Eleanor Derr of the ASC directed test excavations on Toomes Creek in Tehama County in the spring (1983) and Marianne Russo taught another summer field school in the Southern Cascade foothills with excavations continuing at 1979 #5. When the removal of the cemetery from CA-TEH-10 was approximately half completed Dr. Judith Tordoff took three of the crew members, hired additional personal and began the test excavations at five prehistoric sites in the proposed Tehama Lake area on the South Fork of Cottonwood Creek (Johnson and Tordoff 1987). Included were the sampling of a variety of sites from various locations along the creek.

The Fall 1983 field class began a new project by starting excavations at CA-SAC-157 on the lower American River within 20 minutes of the CSUS campus. This study was initiated to provide a controlled data base from a large midden along the river so that many of the other sites which had limited testing could be put into some time of valid chronological framework.

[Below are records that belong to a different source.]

//! 語彙資源の読み込み
//!
//! 形態論辞書の生レコードを [`RawLexicalEntry`] の列として読み込みます。
//! 対応する形式は次の2つです。
//!
//! - SALDO の LMF 形式 XML ([`read_lmf`])
//! - `writtenForm,partOfSpeech,paradigm` の3列からなる CSV ([`read_csv`])
//!
//! 見出し語の欠けたレコードなど、壊れたレコードはログを残して読み飛ばします。
//! I/O エラーと XML の構文エラーは読み込み全体を失敗させます。

mod csv;
mod lmf;

pub use crate::source::csv::{parse_csv, read_csv};
pub use crate::source::lmf::read_lmf;

/// 辞書資源の生レコード
///
/// 同じ表層形を持つレコードが複数あり得ます(同形異義語)。
#[derive(Clone, Debug, PartialEq, Eq)]
pub struct RawLexicalEntry {
    /// 小文字化された表層形
    pub surface_form: String,
    /// 品詞コード(例: `nn`, `vb`, `av`)
    pub part_of_speech: String,
    /// 活用パラダイム(例: `nn_6n_hus`)
    pub paradigm: String,
}

impl RawLexicalEntry {
    /// 表層形を正規化してレコードを作成します。
    ///
    /// 表層形が空になる場合は `None` を返します。
    pub fn new<S, P, Q>(written_form: S, part_of_speech: P, paradigm: Q) -> Option<Self>
    where
        S: AsRef<str>,
        P: Into<String>,
        Q: Into<String>,
    {
        let surface_form = written_form.as_ref().trim().to_lowercase();
        if surface_form.is_empty() {
            return None;
        }
        Some(Self {
            surface_form,
            part_of_speech: part_of_speech.into(),
            paradigm: paradigm.into(),
        })
    }
}

#[cfg(test)]
mod tests {
    use super::*;

    #[test]
    fn test_new_normalizes_surface() {
        let entry = RawLexicalEntry::new(" Stockholm ", "pm", "pm_hph_stockholm").unwrap();
        assert_eq!(entry.surface_form, "stockholm");
        assert_eq!(entry.part_of_speech, "pm");

        let entry = RawLexicalEntry::new("ÄPPLE", "nn", "nn_5n_äpple").unwrap();
        assert_eq!(entry.surface_form, "äpple");
    }

    #[test]
    fn test_new_empty_surface() {
        assert!(RawLexicalEntry::new("  ", "nn", "nn_2u_bil").is_none());
    }
}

A second purpose was to identify the location of the cemetery on this site so that it could be avoided if any houses were to be built at this location. An experiment was also tried at this site when a faculty member and students from Rancho Cordova High School were allowed to participate in the excavations. Like the investigations at CA-SAC-67 on the lower Cosumnes River the study at CA-SAC-157 was intended to span a number of years so that a fairly large data base could be recovered. Excavations were eventually terminated at the end of the 1991 spring semester. It was also important that agreement had been reached with the Native American community that no human remains would be removed from the site and that they would be avoided. Initially after a grid was established several trenches were selected for excavation which would began away from the known location of interments and gradually move in their direction to facilitate delimiting the cemetery. It was discovered during the first semester that the upper 30 centimeters or so of the deposit contained no intact features because of the plowing, discing and other activities associated with the farming and planting of an almond orchard on the site in 1964. The students in the fall field and laboratory class spent much of the time in the laboratory sorting, cleaning and processing the material from CA-TEH-10 under the supervision of Kenneth McIvers.

The Spring 1984 field class continued to work at CA-SAC-157 with some units beginning to get below the plow zone. The artifacts discovered in the first two semesters of excavation indicated that the site had been first lived at between 2,500 to 3,000 years ago and then abandoned until about 1,500 B.P. when it was reoccupied until about 900 B.P. Professor Johnson taught the class and was assisted by Ernie Decater and several other graduate students. Some trips were also made to the Hooper and Meeker creek drainages to continue the archaeological survey.

In 1984 a Summer field class was held in conjunction with the Cottonwood Creek Project, Test excavations were conducted at 13 historic sites and 6 prehistoric sites (Tordoff with Seldner 1987; Dondero and Johnson 1988). Backhoe testing of terrace deposits and the Chinese Store on Roaring River was also done. Students in the field class also took a short trip through northeastern California for four days. A skip loader was experimented with in excavations at CA-SHA-291. One of the sites tested was CA-SHA-1144/H which contained the depression from a large dance house (Figures 20 and 21). This was partially cleared a revealed a large number of burned beams that were dated through dendro chronology to 1872 (White 1986).  {top of page}

In the Fall of 1984 some survey work was done at Meeker Creek and excavations were continued at CA-SAC-157. The Archaeological Study Center worked at CA-STA-167/H under the direction of Ernie Decater (1985). This site contained three interments, which after they were removed and studied they and the associated artifacts were turned over to the Miwok for reburial.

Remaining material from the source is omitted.